Exercise
Can you retype every record below exactly as written?

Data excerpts
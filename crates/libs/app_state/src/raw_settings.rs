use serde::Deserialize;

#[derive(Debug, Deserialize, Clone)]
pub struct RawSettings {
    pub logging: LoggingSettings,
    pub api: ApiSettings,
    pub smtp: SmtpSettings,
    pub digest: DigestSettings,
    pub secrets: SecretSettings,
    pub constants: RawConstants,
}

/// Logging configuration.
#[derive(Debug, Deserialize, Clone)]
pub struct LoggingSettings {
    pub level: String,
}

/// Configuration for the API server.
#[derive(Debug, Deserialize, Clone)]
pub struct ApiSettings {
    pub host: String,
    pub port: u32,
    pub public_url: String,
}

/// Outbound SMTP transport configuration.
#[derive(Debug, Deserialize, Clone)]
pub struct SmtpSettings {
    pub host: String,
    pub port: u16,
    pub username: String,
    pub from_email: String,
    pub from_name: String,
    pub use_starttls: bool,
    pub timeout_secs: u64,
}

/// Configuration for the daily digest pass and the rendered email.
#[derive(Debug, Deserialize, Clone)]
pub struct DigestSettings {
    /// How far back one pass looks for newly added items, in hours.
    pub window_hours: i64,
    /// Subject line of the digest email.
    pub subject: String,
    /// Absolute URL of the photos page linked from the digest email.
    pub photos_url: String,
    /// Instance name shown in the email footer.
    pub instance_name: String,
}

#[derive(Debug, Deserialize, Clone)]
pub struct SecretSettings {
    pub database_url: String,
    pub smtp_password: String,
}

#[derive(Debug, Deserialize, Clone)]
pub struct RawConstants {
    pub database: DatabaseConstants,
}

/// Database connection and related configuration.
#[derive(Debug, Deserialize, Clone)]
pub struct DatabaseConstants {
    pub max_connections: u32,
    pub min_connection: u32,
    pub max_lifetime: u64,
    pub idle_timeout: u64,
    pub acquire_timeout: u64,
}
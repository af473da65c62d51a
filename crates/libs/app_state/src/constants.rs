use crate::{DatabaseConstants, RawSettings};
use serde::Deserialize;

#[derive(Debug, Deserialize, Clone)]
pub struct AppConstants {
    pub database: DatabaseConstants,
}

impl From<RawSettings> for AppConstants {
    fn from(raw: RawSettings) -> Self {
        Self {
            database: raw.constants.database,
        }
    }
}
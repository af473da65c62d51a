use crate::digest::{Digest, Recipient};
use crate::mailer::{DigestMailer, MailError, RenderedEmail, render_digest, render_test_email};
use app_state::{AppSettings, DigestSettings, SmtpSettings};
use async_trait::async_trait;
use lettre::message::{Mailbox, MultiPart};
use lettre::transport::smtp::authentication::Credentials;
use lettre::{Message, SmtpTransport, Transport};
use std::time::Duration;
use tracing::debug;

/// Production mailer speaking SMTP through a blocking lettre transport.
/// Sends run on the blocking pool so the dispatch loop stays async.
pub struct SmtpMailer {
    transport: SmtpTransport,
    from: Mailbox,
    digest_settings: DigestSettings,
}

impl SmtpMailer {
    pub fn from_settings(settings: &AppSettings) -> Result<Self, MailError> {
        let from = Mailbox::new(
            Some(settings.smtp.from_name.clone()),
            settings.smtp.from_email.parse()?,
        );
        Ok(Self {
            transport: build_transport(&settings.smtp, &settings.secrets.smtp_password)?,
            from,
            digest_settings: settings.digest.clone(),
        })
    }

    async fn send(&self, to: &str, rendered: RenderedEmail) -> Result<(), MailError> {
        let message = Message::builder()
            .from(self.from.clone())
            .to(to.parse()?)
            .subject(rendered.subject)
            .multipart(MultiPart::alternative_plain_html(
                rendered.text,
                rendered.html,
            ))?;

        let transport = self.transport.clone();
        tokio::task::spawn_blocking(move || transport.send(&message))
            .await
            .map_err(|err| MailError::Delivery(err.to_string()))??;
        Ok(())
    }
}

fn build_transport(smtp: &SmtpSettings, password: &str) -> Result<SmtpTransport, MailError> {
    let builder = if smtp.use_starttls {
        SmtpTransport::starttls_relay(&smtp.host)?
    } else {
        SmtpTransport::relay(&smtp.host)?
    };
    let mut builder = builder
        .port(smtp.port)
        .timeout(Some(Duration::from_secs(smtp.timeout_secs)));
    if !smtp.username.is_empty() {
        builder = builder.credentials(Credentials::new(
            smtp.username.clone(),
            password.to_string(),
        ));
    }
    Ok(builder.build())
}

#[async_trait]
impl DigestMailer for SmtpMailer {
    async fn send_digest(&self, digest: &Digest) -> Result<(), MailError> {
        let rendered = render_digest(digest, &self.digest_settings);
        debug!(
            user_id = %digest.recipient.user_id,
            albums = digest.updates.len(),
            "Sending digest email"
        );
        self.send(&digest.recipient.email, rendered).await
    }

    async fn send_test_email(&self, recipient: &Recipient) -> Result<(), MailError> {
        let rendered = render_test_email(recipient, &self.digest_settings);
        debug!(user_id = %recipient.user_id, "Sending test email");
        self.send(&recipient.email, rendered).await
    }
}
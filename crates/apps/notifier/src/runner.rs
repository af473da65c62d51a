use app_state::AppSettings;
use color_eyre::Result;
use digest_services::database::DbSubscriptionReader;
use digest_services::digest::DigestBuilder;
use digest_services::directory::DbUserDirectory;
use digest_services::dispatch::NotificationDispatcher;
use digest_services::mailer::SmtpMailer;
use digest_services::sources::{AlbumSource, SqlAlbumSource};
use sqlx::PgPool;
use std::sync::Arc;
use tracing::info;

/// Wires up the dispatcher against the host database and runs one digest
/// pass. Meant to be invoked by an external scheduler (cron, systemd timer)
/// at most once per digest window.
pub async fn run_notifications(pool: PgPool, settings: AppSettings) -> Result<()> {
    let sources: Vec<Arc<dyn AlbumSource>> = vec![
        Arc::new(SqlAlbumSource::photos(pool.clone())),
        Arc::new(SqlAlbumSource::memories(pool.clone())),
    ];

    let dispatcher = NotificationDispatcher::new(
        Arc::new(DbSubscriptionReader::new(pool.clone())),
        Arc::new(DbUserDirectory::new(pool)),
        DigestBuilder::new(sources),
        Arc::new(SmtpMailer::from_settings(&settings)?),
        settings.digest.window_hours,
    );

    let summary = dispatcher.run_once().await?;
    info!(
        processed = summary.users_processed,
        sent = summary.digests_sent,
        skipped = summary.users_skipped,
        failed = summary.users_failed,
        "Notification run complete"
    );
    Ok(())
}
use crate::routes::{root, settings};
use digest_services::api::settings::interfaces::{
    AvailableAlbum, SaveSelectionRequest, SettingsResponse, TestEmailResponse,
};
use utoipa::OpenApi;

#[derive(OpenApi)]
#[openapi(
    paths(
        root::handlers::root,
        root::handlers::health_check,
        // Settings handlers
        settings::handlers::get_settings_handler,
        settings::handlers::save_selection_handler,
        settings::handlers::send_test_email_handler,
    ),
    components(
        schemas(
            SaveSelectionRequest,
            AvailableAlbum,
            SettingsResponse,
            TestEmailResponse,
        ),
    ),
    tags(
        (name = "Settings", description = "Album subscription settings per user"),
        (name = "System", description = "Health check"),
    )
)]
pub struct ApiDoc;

Task result
filename crates/libs/app_state/src/raw_settings.rs
use serde::Deserialize;

#[derive(Debug, Deserialize, Clone)]
pub struct RawSettings {
    pub logging: LoggingSettings,
    pub api: ApiSettings,
    pub smtp: SmtpSettings,
    pub digest: DigestSettings,
    pub secrets: SecretSettings,
    pub constants: RawConstants,
}

/// Logging configuration.
#[derive(Debug, Deserialize, Clone)]
pub struct LoggingSettings {
    pub level: String,
}

/// Configuration for the API server.
#[derive(Debug, Deserialize, Clone)]
pub struct ApiSettings {
    pub host: String,
    pub port: u32,
    pub public_url: String,
}

/// Outbound SMTP transport configuration.
#[derive(Debug, Deserialize, Clone)]
pub struct SmtpSettings {
    pub host: String,
    pub port: u16,
    pub username: String,
    pub from_email: String,
    pub from_name: String,
    pub use_starttls: bool,
    pub timeout_secs: u64,
}

/// Configuration for the daily digest pass and the rendered email.
#[derive(Debug, Deserialize, Clone)]
pub struct DigestSettings {
    /// How far back one pass looks for newly added items, in hours.
    pub window_hours: i64,
    /// Subject line of the digest email.
    pub subject: String,
    /// Absolute URL of the photos page linked from the digest email.
    pub photos_url: String,
    /// Instance name shown in the email footer.
    pub instance_name: String,
}

#[derive(Debug, Deserialize, Clone)]
pub struct SecretSettings {
    pub database_url: String,
    pub smtp_password: String,
}

#[derive(Debug, Deserialize, Clone)]
pub struct RawConstants {
    pub database: DatabaseConstants,
}

/// Database connection and related configuration.
#[derive(Debug, Deserialize, Clone)]
pub struct DatabaseConstants {
    pub max_connections: u32,
    pub min_connection: u32,
    pub max_lifetime: u64,
    pub idle_timeout: u64,
    pub acquire_timeout: u64,
}
repository af473da65c62d51a
filename crates/libs/app_state/src/constants.rs
use crate::{DatabaseConstants, RawSettings};
use serde::Deserialize;

#[derive(Debug, Deserialize, Clone)]
pub struct AppConstants {
    pub database: DatabaseConstants,
}

impl From<RawSettings> for AppConstants {
    fn from(raw: RawSettings) -> Self {
        Self {
            database: raw.constants.database,
        }
    }
}
repository af473da65c62d51a
use crate::digest::{Digest, Recipient};
use crate::mailer::{DigestMailer, MailError, RenderedEmail, render_digest, render_test_email};
use app_state::{AppSettings, DigestSettings, SmtpSettings};
use async_trait::async_trait;
use lettre::message::{Mailbox, MultiPart};
use lettre::transport::smtp::authentication::Credentials;
use lettre::{Message, SmtpTransport, Transport};
use std::time::Duration;
use tracing::debug;

/// Production mailer speaking SMTP through a blocking lettre transport.
/// Sends run on the blocking pool so the dispatch loop stays async.
pub struct SmtpMailer {
    transport: SmtpTransport,
    from: Mailbox,
    digest_settings: DigestSettings,
}

impl SmtpMailer {
    pub fn from_settings(settings: &AppSettings) -> Result<Self, MailError> {
        let from = Mailbox::new(
            Some(settings.smtp.from_name.clone()),
            settings.smtp.from_email.parse()?,
        );
        Ok(Self {
            transport: build_transport(&settings.smtp, &settings.secrets.smtp_password)?,
            from,
            digest_settings: settings.digest.clone(),
        })
    }

    async fn send(&self, to: &str, rendered: RenderedEmail) -> Result<(), MailError> {
        let message = Message::builder()
            .from(self.from.clone())
            .to(to.parse()?)
            .subject(rendered.subject)
            .multipart(MultiPart::alternative_plain_html(
                rendered.text,
                rendered.html,
            ))?;

        let transport = self.transport.clone();
        tokio::task::spawn_blocking(move || transport.send(&message))
            .await
            .map_err(|err| MailError::Delivery(err.to_string()))??;
        Ok(())
    }
}

fn build_transport(smtp: &SmtpSettings, password: &str) -> Result<SmtpTransport, MailError> {
    let builder = if smtp.use_starttls {
        SmtpTransport::starttls_relay(&smtp.host)?
    } else {
        SmtpTransport::relay(&smtp.host)?
    };
    let mut builder = builder
        .port(smtp.port)
        .timeout(Some(Duration::from_secs(smtp.timeout_secs)));
    if !smtp.username.is_empty() {
        builder = builder.credentials(Credentials::new(
            smtp.username.clone(),
            password.to_string(),
        ));
    }
    Ok(builder.build())
}

#[async_trait]
impl DigestMailer for SmtpMailer {
    async fn send_digest(&self, digest: &Digest) -> Result<(), MailError> {
        let rendered = render_digest(digest, &self.digest_settings);
        debug!(
            user_id = %digest.recipient.user_id,
            albums = digest.updates.len(),
            "Sending digest email"
        );
        self.send(&digest.recipient.email, rendered).await
    }

    async fn send_test_email(&self, recipient: &Recipient) -> Result<(), MailError> {
        let rendered = render_test_email(recipient, &self.digest_settings);
        debug!(user_id = %recipient.user_id, "Sending test email");
        self.send(&recipient.email, rendered).await
    }
}
filename crates/apps/notifier/src/runner.rs
repository af473da65c62d51a
use app_state::AppSettings;
use color_eyre::Result;
use digest_services::database::DbSubscriptionReader;
use digest_services::digest::DigestBuilder;
use digest_services::directory::DbUserDirectory;
use digest_services::dispatch::NotificationDispatcher;
use digest_services::mailer::SmtpMailer;
use digest_services::sources::{AlbumSource, SqlAlbumSource};
use sqlx::PgPool;
use std::sync::Arc;
use tracing::info;

/// Wires up the dispatcher against the host database and runs one digest
/// pass. Meant to be invoked by an external scheduler (cron, systemd timer)
/// at most once per digest window.
pub async fn run_notifications(pool: PgPool, settings: AppSettings) -> Result<()> {
    let sources: Vec<Arc<dyn AlbumSource>> = vec![
        Arc::new(SqlAlbumSource::photos(pool.clone())),
        Arc::new(SqlAlbumSource::memories(pool.clone())),
    ];

    let dispatcher = NotificationDispatcher::new(
        Arc::new(DbSubscriptionReader::new(pool.clone())),
        Arc::new(DbUserDirectory::new(pool)),
        DigestBuilder::new(sources),
        Arc::new(SmtpMailer::from_settings(&settings)?),
        settings.digest.window_hours,
    );

    let summary = dispatcher.run_once().await?;
    info!(
        processed = summary.users_processed,
        sent = summary.digests_sent,
        skipped = summary.users_skipped,
        failed = summary.users_failed,
        "Notification run complete"
    );
    Ok(())
}
use crate::routes::{root, settings};
use digest_services::api::settings::interfaces::{
    AvailableAlbum, SaveSelectionRequest, SettingsResponse, TestEmailResponse,
};
use utoipa::OpenApi;

#[derive(OpenApi)]
#[openapi(
    paths(
        root::handlers::root,
        root::handlers::health_check,
        // Settings handlers
        settings::handlers::get_settings_handler,
        settings::handlers::save_selection_handler,
        settings::handlers::send_test_email_handler,
    ),
    components(
        schemas(
            SaveSelectionRequest,
            AvailableAlbum,
            SettingsResponse,
            TestEmailResponse,
        ),
    ),
    tags(
        (name = "Settings", description = "Album subscription settings per user"),
        (name = "System", description = "Health check"),
    )
)]
pub struct ApiDoc;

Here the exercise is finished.